◆ **What you have to do**
In the records below, some lines contain the word "TimeSeriesSink". Copy each of them.

◆ **The data**
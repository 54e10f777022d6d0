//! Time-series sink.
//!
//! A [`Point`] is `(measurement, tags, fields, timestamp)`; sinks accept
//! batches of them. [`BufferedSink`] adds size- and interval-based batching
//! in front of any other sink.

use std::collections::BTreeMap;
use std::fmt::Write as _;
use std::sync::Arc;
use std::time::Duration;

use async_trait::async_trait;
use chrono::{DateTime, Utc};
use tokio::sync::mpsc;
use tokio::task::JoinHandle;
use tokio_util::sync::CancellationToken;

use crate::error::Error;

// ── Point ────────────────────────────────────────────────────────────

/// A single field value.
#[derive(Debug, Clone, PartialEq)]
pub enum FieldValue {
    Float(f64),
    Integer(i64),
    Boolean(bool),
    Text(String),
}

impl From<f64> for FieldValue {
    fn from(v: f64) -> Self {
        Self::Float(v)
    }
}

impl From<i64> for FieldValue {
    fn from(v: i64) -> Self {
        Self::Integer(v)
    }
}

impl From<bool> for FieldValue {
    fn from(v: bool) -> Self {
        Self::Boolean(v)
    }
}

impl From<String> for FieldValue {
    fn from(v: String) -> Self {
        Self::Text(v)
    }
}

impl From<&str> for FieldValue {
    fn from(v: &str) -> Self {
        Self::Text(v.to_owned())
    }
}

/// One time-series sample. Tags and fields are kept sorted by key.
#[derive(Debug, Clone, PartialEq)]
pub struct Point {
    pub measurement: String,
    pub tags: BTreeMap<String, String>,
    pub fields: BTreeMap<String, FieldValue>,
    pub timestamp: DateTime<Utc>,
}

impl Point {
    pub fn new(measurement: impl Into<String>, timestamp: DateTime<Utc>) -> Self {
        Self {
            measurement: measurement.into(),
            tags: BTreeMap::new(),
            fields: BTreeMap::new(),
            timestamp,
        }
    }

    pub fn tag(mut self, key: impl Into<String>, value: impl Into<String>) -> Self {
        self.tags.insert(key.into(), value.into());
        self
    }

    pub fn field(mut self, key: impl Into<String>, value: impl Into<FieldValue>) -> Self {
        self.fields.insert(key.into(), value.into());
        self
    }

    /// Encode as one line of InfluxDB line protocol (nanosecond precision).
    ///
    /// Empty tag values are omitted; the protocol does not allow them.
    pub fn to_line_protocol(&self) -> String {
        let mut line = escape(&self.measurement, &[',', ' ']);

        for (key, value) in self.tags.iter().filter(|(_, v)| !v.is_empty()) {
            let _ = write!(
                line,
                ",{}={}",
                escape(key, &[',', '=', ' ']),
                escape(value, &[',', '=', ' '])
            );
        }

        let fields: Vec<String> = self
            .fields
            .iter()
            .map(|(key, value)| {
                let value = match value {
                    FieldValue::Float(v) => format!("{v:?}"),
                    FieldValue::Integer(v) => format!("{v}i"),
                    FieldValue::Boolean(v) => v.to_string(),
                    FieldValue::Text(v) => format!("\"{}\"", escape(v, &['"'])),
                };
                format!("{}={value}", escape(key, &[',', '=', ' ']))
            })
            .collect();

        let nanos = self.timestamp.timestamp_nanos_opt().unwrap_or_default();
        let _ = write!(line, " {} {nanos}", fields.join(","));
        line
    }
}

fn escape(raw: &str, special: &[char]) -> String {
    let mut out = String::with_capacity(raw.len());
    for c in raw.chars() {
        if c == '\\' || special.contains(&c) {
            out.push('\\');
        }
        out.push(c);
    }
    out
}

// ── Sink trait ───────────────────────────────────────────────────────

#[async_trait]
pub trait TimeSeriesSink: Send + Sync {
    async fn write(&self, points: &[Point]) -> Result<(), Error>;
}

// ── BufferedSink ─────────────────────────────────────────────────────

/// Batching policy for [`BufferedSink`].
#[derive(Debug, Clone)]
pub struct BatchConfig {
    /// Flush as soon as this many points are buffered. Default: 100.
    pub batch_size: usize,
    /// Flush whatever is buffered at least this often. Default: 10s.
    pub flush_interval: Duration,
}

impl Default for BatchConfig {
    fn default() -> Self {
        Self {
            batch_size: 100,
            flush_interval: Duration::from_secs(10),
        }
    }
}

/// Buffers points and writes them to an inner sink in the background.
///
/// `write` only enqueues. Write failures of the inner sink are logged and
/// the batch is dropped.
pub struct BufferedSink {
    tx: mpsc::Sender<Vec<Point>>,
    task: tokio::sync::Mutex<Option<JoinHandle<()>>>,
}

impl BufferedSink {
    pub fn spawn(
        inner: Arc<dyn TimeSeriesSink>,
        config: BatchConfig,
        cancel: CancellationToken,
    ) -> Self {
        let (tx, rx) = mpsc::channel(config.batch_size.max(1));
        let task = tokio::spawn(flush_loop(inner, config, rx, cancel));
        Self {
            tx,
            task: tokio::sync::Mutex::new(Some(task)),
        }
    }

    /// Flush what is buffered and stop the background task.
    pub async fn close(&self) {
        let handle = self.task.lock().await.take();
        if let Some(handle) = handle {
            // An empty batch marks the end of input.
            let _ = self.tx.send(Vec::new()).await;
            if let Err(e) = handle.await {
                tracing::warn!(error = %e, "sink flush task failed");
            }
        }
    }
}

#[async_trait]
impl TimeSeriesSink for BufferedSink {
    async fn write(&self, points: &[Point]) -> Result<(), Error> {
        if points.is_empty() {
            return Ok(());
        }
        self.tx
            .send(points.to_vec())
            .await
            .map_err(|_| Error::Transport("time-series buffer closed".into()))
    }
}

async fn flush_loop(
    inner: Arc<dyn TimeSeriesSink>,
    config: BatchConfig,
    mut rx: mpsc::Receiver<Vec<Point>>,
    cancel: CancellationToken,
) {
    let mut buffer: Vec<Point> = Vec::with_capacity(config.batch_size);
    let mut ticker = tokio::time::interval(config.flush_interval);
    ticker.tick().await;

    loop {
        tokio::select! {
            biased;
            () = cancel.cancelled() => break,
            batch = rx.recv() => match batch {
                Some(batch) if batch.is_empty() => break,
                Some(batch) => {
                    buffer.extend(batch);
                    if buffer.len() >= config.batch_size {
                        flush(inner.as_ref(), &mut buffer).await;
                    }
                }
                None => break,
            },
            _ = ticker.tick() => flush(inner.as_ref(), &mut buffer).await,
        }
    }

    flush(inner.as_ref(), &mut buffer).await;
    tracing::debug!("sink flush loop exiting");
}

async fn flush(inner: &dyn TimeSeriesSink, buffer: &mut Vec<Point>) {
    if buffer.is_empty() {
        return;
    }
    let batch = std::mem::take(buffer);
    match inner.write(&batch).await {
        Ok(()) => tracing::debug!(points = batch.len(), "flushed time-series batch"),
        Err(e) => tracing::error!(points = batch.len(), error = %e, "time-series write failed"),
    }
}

◆ **Finished task**
pub trait TimeSeriesSink: Send + Sync {
        inner: Arc<dyn TimeSeriesSink>,
impl TimeSeriesSink for BufferedSink {
    inner: Arc<dyn TimeSeriesSink>,
async fn flush(inner: &dyn TimeSeriesSink, buffer: &mut Vec<Point>) {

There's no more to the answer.